(MATERIAL FOR THIS TASK Opens)

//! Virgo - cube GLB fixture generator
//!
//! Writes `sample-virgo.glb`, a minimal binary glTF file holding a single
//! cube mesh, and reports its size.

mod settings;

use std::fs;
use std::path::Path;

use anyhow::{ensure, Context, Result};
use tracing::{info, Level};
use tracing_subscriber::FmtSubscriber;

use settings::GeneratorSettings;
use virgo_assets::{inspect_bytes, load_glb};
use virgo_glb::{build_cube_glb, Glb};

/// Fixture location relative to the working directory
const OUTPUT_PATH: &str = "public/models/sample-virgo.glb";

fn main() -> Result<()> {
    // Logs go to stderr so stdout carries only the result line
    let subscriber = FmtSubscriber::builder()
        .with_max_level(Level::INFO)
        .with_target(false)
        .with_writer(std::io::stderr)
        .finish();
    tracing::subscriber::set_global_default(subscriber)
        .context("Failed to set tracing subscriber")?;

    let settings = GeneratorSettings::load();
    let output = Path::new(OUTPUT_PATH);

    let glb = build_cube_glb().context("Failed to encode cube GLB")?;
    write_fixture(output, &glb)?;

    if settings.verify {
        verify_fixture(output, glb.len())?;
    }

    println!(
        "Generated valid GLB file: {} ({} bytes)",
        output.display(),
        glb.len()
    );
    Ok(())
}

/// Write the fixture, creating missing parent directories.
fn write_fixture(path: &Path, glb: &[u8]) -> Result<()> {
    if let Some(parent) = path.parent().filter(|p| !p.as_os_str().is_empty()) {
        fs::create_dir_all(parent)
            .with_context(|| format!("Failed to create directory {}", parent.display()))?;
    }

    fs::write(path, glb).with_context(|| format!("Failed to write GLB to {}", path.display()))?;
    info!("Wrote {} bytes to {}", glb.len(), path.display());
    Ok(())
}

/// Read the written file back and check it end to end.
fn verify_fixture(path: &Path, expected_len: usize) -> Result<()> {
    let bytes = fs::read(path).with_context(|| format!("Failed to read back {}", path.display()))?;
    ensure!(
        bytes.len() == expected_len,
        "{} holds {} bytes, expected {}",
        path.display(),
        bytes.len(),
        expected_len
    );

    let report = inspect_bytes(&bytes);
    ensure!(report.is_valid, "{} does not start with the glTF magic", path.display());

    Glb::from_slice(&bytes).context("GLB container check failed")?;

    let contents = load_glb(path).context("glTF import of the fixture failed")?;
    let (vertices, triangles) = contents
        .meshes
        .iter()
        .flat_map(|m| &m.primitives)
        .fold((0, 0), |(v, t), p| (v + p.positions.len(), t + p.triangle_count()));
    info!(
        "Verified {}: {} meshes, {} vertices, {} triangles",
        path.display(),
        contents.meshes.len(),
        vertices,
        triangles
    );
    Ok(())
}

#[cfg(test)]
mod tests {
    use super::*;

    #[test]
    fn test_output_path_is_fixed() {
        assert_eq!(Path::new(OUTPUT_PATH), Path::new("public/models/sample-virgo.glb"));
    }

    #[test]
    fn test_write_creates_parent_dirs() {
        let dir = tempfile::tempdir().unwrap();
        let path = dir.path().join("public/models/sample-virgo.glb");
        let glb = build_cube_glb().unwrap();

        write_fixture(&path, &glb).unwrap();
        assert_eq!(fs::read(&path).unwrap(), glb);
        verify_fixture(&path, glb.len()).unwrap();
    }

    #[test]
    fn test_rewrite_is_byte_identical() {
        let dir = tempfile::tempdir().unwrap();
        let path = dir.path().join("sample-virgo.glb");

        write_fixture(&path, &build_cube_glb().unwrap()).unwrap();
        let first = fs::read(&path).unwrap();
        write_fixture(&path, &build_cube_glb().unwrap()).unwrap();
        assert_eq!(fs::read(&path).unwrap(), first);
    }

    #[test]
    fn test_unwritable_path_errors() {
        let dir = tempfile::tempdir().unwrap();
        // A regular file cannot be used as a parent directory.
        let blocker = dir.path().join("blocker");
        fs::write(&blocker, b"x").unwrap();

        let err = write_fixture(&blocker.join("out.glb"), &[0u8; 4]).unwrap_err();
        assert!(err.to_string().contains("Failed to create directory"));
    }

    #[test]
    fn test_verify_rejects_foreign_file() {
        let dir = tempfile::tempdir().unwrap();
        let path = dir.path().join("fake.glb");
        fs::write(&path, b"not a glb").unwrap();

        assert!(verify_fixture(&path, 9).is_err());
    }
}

(MATERIAL FOR THIS TASK Closes)

» INSTRUCTIONS FOR THE TASK:
In how many lines of the data does the word "FmtSubscriber" appear? Respond with the number and nothing more.

» EXERCISE SOLUTION:
2